EXERCISE REQUIREMENTS:
Each line in the entries that has the word "caps" has to be copied.

[Start of section]

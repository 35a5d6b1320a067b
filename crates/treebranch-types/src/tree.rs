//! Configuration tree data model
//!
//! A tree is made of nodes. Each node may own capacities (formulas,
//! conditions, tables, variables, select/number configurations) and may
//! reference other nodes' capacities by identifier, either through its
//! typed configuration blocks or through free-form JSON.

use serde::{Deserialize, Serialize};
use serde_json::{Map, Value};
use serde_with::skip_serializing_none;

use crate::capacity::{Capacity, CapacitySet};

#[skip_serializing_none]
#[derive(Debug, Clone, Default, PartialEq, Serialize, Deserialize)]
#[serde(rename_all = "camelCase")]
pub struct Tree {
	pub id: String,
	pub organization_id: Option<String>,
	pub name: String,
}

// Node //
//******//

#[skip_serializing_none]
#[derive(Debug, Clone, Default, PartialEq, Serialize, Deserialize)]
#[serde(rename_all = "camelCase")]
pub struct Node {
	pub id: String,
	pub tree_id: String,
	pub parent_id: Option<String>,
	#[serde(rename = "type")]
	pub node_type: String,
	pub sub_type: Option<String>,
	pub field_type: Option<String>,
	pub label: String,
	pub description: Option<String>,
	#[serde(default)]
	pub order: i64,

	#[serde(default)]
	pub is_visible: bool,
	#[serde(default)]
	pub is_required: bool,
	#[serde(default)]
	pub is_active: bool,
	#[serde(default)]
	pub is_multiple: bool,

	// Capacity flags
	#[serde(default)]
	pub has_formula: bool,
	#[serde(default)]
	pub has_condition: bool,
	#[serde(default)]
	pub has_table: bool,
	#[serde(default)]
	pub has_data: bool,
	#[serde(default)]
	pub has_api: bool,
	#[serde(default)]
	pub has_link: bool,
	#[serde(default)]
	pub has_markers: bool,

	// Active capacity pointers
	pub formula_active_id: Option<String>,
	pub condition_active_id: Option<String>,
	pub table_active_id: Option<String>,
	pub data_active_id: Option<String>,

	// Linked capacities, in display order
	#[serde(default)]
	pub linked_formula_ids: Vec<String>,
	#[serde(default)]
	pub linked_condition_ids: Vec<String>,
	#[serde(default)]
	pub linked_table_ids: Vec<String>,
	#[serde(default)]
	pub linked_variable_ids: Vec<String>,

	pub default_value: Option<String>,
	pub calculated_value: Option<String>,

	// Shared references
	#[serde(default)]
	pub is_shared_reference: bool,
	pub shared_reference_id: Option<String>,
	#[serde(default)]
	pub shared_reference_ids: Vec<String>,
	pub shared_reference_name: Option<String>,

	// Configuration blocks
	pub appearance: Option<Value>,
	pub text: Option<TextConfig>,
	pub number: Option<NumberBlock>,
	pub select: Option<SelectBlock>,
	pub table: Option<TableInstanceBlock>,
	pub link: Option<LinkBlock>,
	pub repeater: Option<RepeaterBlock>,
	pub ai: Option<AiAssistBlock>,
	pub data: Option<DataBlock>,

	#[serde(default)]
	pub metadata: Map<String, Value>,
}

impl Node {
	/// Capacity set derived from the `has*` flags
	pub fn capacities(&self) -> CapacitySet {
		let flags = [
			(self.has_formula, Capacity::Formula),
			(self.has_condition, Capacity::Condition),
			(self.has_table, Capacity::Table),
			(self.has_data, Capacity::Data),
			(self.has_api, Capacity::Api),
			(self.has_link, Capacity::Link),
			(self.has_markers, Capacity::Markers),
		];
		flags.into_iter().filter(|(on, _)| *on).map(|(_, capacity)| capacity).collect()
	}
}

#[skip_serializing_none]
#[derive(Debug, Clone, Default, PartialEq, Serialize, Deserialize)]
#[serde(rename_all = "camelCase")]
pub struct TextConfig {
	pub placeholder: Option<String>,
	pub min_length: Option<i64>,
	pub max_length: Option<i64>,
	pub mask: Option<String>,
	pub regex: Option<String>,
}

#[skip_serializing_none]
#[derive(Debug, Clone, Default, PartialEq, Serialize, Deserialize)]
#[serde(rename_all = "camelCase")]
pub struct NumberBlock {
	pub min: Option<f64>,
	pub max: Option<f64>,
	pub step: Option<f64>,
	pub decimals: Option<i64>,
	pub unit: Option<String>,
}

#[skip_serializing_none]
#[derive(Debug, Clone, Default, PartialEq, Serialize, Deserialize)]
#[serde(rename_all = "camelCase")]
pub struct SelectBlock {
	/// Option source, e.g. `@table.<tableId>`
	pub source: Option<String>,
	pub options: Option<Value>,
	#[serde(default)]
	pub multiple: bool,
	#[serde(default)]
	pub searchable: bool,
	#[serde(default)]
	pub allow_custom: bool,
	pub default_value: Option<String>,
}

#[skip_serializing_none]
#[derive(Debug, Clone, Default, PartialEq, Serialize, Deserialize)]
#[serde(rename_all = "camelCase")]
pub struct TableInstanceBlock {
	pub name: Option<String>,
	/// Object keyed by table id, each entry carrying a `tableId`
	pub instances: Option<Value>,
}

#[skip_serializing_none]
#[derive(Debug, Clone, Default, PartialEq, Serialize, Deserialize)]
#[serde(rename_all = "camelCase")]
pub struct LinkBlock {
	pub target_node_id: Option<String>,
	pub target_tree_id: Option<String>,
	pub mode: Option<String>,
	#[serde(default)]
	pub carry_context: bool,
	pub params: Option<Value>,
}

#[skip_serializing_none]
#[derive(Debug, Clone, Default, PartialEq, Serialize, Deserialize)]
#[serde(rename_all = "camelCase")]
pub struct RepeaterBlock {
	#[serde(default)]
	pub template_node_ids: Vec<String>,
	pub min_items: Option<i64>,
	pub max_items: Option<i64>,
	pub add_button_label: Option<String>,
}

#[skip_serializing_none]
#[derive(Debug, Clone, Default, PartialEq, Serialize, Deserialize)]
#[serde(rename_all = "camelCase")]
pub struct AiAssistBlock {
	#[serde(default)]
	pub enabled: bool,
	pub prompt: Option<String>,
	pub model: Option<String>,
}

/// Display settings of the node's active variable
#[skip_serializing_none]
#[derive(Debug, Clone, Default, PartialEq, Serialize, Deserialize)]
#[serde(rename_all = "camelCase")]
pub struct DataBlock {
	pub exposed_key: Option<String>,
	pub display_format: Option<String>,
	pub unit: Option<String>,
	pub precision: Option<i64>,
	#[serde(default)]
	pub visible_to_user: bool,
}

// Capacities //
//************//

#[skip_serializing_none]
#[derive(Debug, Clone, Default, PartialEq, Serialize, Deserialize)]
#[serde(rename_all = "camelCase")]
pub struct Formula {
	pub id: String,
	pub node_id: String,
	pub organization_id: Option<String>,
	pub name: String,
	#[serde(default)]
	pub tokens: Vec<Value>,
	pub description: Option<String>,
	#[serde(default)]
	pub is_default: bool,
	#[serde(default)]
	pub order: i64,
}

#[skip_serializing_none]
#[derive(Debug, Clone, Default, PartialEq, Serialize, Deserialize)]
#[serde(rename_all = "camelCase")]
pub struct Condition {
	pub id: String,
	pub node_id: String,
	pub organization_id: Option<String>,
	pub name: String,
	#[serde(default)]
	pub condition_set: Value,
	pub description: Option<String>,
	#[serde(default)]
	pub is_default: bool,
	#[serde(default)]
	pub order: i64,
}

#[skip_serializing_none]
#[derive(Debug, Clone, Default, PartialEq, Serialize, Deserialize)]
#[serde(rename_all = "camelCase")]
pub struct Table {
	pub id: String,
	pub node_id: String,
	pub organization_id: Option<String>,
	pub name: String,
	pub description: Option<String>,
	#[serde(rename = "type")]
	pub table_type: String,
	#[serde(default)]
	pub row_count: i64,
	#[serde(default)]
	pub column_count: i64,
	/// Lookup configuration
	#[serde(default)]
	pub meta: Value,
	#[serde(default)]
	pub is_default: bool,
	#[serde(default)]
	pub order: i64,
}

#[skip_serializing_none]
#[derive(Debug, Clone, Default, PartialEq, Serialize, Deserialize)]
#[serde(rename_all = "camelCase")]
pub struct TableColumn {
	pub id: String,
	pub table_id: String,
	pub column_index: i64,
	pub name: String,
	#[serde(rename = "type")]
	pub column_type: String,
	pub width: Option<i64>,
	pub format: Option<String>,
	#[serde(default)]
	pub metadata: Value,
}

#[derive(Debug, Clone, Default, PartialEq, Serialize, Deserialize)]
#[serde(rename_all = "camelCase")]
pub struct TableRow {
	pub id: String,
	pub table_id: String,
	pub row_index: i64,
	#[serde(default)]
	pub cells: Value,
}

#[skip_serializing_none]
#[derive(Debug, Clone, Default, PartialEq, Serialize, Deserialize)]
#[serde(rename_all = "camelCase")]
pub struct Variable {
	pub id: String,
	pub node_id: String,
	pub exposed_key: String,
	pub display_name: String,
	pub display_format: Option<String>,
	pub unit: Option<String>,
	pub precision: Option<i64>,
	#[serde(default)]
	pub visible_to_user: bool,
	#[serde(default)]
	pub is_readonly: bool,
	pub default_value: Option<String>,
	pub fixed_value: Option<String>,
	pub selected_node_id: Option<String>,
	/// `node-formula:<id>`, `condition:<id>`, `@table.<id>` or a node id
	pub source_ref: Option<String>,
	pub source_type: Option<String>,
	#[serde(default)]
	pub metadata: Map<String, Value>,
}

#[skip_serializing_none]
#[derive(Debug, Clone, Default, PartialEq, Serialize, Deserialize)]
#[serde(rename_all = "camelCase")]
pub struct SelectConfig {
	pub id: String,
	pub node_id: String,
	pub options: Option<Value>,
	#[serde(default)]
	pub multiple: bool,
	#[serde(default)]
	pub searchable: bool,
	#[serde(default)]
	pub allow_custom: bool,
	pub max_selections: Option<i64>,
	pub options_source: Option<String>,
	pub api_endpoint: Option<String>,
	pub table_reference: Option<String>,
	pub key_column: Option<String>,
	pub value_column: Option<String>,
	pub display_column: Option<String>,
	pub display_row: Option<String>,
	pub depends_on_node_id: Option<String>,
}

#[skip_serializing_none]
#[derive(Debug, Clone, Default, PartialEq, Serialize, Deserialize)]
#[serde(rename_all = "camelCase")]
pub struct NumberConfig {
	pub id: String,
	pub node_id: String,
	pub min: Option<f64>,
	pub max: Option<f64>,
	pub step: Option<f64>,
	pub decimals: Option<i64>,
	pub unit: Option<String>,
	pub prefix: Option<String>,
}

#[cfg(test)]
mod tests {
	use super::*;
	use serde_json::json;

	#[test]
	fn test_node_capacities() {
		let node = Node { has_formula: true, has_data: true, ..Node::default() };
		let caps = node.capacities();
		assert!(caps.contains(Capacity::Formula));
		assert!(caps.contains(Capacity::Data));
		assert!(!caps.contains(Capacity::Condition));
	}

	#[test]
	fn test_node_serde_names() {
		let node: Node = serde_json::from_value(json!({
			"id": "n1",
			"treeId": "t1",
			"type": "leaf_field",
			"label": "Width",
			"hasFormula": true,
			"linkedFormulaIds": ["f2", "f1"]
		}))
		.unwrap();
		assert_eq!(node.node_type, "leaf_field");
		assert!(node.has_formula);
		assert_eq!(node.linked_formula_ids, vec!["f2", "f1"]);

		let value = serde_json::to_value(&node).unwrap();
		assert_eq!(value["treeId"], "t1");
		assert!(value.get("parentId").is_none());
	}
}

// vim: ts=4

[End of section]
[Start of section]

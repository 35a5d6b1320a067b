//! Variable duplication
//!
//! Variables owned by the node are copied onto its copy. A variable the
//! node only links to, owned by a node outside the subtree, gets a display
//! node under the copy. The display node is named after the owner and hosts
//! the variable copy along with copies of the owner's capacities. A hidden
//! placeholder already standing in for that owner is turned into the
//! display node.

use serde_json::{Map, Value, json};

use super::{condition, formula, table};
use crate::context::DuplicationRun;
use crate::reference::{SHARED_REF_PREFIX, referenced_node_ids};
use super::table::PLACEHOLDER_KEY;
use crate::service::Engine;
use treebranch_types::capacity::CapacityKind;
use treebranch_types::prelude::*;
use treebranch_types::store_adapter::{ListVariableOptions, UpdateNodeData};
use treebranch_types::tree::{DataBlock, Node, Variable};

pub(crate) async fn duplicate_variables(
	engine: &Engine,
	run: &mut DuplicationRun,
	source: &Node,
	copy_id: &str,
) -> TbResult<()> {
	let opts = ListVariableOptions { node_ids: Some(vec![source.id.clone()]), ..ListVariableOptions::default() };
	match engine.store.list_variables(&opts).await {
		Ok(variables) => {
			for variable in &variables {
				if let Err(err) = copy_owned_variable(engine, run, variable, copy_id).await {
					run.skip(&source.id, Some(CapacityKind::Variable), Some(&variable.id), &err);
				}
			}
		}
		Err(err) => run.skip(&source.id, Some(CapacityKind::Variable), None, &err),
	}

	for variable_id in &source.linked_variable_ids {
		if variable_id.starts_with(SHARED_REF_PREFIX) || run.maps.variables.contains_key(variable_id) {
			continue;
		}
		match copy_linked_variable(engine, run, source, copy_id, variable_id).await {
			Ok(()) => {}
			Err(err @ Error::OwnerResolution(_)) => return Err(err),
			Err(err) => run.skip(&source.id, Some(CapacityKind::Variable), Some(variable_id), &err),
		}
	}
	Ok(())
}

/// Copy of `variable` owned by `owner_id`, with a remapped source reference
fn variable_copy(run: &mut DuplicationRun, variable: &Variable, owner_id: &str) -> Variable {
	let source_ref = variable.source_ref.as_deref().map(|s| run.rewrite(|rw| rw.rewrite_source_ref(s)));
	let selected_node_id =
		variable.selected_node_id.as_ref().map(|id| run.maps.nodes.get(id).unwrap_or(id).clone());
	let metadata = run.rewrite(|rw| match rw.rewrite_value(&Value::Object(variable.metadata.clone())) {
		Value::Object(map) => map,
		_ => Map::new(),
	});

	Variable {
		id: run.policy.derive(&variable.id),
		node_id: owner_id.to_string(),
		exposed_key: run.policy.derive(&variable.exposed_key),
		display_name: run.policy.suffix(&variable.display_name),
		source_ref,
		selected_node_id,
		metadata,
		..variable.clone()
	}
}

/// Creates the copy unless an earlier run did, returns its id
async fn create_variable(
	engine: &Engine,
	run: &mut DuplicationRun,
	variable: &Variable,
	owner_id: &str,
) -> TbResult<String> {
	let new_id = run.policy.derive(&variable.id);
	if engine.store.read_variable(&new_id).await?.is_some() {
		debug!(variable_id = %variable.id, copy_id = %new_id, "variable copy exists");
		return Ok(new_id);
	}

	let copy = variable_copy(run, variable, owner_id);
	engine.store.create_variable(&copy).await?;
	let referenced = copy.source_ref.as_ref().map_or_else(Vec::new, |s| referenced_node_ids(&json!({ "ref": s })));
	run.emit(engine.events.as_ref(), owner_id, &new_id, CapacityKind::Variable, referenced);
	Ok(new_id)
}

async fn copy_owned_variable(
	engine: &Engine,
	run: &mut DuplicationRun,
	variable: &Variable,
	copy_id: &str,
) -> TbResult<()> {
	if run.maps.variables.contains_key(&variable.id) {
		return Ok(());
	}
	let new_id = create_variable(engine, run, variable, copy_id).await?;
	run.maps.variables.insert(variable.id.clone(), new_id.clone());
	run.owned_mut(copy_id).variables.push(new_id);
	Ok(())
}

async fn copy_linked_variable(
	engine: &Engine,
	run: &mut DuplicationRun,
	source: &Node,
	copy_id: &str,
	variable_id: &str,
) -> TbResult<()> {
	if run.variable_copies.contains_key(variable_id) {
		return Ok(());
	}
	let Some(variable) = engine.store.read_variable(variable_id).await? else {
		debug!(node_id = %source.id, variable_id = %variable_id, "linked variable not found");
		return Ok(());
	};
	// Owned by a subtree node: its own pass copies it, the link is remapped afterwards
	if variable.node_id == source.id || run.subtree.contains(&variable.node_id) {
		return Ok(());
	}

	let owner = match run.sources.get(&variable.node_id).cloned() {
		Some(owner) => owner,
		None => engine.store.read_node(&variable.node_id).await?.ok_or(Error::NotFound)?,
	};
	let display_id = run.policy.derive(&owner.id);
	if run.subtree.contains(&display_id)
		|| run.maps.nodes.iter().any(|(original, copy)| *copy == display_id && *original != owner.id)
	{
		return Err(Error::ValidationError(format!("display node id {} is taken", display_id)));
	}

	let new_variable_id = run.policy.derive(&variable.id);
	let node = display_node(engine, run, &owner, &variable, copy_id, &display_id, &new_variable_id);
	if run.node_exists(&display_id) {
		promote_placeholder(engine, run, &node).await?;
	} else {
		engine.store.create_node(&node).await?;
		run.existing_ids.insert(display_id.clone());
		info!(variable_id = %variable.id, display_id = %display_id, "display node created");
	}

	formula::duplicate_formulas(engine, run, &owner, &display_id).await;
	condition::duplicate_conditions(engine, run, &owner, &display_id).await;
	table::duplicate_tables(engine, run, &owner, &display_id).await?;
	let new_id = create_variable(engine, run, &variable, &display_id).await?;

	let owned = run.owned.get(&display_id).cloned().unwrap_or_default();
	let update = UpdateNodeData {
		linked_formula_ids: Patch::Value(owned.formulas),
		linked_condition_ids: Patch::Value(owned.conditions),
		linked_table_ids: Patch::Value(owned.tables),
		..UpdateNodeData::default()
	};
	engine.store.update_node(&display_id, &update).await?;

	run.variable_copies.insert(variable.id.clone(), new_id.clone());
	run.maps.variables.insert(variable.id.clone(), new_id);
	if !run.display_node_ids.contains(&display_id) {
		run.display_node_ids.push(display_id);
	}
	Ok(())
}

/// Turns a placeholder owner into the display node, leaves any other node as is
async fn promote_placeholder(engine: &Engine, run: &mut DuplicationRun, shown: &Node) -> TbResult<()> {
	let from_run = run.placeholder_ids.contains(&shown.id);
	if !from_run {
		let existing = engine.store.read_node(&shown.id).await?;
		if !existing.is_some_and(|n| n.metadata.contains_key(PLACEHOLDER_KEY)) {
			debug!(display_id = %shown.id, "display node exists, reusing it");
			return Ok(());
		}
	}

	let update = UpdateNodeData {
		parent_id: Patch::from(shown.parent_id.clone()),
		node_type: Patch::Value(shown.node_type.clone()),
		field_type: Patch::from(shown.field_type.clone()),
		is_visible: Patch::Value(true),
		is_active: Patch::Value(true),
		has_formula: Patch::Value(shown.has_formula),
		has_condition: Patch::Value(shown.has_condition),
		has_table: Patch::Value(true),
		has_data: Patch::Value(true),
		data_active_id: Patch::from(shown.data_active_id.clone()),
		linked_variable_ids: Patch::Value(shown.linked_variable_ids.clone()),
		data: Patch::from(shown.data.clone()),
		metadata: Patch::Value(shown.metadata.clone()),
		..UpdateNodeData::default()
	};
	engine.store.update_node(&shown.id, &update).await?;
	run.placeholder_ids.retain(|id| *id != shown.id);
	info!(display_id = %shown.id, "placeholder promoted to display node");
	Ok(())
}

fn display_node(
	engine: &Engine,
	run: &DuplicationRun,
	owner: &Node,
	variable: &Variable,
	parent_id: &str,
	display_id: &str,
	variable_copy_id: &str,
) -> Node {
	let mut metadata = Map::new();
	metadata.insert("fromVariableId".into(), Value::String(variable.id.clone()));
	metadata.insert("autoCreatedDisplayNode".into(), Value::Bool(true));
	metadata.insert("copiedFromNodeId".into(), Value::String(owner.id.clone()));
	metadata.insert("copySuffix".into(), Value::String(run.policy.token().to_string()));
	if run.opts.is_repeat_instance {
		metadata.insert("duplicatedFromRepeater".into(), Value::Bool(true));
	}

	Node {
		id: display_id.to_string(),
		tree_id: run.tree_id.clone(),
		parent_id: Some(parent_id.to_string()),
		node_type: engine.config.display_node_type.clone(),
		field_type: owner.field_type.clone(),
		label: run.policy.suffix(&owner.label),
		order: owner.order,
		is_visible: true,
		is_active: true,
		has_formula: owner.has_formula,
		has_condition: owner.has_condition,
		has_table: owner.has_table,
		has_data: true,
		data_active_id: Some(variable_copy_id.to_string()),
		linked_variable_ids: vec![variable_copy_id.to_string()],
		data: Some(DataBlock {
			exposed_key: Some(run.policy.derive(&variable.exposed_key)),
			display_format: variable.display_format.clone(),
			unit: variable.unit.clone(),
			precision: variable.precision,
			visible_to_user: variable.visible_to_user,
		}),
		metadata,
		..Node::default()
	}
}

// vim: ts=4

[End of section]
[Start of section]

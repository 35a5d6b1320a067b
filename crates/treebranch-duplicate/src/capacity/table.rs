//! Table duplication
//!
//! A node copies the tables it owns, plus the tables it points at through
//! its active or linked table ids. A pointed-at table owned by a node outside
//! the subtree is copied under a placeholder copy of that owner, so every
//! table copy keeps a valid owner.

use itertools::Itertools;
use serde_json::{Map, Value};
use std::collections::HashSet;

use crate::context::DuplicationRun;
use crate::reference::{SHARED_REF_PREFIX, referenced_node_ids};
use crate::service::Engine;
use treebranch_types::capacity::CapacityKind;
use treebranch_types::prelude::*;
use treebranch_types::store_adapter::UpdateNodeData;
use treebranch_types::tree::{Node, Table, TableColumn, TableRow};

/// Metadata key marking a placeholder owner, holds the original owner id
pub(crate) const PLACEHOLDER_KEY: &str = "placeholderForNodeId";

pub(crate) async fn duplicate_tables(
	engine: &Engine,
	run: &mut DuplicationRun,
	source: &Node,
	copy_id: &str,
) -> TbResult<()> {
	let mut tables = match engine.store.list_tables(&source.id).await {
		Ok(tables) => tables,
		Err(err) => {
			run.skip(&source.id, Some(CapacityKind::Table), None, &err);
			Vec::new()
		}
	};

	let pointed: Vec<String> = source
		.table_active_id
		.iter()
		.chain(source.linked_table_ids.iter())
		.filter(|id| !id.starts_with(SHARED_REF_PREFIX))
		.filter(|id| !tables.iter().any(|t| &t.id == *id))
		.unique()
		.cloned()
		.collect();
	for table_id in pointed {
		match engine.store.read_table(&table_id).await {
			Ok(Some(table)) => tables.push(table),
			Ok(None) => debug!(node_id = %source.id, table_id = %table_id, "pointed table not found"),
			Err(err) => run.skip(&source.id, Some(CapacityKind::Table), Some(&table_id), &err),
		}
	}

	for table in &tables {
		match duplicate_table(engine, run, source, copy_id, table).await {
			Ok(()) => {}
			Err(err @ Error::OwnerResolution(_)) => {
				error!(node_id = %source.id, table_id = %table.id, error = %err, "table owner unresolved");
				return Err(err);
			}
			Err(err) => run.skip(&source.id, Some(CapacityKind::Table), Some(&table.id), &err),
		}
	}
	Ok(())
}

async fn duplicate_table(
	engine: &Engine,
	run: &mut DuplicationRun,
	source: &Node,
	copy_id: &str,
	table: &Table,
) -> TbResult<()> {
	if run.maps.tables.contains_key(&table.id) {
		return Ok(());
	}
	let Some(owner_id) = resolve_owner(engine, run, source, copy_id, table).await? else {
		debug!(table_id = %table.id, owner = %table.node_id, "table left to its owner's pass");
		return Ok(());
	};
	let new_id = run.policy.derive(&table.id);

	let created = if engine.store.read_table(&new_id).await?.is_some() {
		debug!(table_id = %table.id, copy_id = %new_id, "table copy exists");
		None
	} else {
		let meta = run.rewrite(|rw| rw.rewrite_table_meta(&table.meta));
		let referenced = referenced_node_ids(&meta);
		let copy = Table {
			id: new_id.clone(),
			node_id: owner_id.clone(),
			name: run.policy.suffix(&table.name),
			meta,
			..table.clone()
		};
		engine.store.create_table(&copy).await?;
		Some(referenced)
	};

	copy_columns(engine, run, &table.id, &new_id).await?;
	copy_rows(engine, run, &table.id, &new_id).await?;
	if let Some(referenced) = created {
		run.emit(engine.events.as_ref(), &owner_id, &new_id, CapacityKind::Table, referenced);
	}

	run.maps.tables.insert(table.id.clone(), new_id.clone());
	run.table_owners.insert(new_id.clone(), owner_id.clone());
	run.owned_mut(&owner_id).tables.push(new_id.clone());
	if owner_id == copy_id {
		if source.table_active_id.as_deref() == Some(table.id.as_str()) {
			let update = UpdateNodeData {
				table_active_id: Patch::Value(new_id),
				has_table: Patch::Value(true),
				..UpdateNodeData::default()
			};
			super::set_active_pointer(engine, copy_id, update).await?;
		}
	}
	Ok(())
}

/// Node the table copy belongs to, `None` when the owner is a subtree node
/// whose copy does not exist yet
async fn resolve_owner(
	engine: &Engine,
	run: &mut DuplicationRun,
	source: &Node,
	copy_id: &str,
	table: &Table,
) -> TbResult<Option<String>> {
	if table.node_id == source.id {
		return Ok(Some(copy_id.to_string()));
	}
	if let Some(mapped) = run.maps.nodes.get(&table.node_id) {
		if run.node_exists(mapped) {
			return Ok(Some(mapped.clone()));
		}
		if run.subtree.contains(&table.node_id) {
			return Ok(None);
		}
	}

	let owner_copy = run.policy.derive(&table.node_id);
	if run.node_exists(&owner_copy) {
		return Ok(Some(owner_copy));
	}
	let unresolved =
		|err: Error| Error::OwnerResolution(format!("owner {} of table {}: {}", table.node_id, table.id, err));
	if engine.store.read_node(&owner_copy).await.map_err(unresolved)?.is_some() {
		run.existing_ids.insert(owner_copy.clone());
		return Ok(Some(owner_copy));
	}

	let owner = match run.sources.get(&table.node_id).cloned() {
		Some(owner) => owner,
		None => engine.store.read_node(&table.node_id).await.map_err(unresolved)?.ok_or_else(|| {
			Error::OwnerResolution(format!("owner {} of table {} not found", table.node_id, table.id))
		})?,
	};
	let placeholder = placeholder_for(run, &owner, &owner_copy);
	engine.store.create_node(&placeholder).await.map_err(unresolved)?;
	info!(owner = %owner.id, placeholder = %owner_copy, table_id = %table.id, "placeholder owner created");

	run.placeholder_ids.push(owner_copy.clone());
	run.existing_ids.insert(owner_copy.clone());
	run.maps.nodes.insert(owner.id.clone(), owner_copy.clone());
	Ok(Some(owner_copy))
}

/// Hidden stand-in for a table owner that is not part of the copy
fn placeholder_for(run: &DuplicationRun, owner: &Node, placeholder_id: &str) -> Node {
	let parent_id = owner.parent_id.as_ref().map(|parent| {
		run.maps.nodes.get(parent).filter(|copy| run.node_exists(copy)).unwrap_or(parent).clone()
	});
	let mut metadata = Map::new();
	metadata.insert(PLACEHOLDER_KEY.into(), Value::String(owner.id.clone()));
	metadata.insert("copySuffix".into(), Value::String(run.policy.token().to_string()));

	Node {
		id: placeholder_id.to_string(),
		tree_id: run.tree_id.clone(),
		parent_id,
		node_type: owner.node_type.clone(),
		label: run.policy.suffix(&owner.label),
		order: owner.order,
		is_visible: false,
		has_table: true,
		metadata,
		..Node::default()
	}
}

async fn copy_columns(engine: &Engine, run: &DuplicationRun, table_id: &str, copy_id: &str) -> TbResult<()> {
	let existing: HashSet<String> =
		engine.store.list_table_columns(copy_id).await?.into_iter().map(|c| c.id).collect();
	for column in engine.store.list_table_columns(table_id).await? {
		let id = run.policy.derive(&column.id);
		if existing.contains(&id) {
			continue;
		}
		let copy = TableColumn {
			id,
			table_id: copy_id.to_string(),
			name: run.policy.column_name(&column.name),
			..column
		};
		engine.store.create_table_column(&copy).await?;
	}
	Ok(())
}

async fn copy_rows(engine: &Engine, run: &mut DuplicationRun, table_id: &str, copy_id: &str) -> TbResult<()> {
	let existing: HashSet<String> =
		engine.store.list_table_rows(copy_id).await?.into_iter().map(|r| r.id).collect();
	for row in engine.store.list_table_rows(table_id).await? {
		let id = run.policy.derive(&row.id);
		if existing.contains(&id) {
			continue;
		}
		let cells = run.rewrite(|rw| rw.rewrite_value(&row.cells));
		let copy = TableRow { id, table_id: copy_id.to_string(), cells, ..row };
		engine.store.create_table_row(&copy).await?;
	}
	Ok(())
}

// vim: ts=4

[End of section]

ANSWER TO THE EXERCISE:
		let caps = node.capacities();
		assert!(caps.contains(Capacity::Formula));
		assert!(caps.contains(Capacity::Data));
		assert!(!caps.contains(Capacity::Condition));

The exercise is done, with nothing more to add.